> Stored data entries
▬▬▬▬▬▬

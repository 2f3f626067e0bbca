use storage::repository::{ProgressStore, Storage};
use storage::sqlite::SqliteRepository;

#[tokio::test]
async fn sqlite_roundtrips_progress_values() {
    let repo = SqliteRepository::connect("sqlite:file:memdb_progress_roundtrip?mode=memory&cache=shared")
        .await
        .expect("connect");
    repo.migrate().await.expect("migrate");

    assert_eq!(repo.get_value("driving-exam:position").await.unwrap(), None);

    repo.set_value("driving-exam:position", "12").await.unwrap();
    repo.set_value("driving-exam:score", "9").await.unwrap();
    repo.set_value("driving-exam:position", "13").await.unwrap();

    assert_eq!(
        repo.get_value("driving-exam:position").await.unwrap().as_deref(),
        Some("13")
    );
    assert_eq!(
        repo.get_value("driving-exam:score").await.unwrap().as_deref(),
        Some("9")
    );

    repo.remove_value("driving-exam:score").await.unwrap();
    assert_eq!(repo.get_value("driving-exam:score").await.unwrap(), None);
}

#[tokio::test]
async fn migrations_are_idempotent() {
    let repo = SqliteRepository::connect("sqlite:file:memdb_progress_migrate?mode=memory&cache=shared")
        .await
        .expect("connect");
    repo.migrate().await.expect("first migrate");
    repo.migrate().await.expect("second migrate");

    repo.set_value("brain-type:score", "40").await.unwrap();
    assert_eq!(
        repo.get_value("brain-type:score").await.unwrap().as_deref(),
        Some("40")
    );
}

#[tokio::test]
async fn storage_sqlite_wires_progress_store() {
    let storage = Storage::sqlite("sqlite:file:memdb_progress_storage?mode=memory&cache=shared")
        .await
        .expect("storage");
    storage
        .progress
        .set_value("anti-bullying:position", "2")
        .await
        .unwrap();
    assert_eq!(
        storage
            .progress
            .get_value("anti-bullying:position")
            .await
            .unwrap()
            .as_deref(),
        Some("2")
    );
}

▬▬▬▬▬▬

> ACTION ITEM
Give back the entries exactly, so that each line matches the original.

> FINAL ANSWER
repository 2f3f626067e0bbca
use storage::repository::{ProgressStore, Storage};
use storage::sqlite::SqliteRepository;

#[tokio::test]
async fn sqlite_roundtrips_progress_values() {
    let repo = SqliteRepository::connect("sqlite:file:memdb_progress_roundtrip?mode=memory&cache=shared")
        .await
        .expect("connect");
    repo.migrate().await.expect("migrate");

    assert_eq!(repo.get_value("driving-exam:position").await.unwrap(), None);

    repo.set_value("driving-exam:position", "12").await.unwrap();
    repo.set_value("driving-exam:score", "9").await.unwrap();
    repo.set_value("driving-exam:position", "13").await.unwrap();

    assert_eq!(
        repo.get_value("driving-exam:position").await.unwrap().as_deref(),
        Some("13")
    );
    assert_eq!(
        repo.get_value("driving-exam:score").await.unwrap().as_deref(),
        Some("9")
    );

    repo.remove_value("driving-exam:score").await.unwrap();
    assert_eq!(repo.get_value("driving-exam:score").await.unwrap(), None);
}

#[tokio::test]
async fn migrations_are_idempotent() {
    let repo = SqliteRepository::connect("sqlite:file:memdb_progress_migrate?mode=memory&cache=shared")
        .await
        .expect("connect");
    repo.migrate().await.expect("first migrate");
    repo.migrate().await.expect("second migrate");

    repo.set_value("brain-type:score", "40").await.unwrap();
    assert_eq!(
        repo.get_value("brain-type:score").await.unwrap().as_deref(),
        Some("40")
    );
}

#[tokio::test]
async fn storage_sqlite_wires_progress_store() {
    let storage = Storage::sqlite("sqlite:file:memdb_progress_storage?mode=memory&cache=shared")
        .await
        .expect("storage");
    storage
        .progress
        .set_value("anti-bullying:position", "2")
        .await
        .unwrap();
    assert_eq!(
        storage
            .progress
            .get_value("anti-bullying:position")
            .await
            .unwrap()
            .as_deref(),
        Some("2")
    );
}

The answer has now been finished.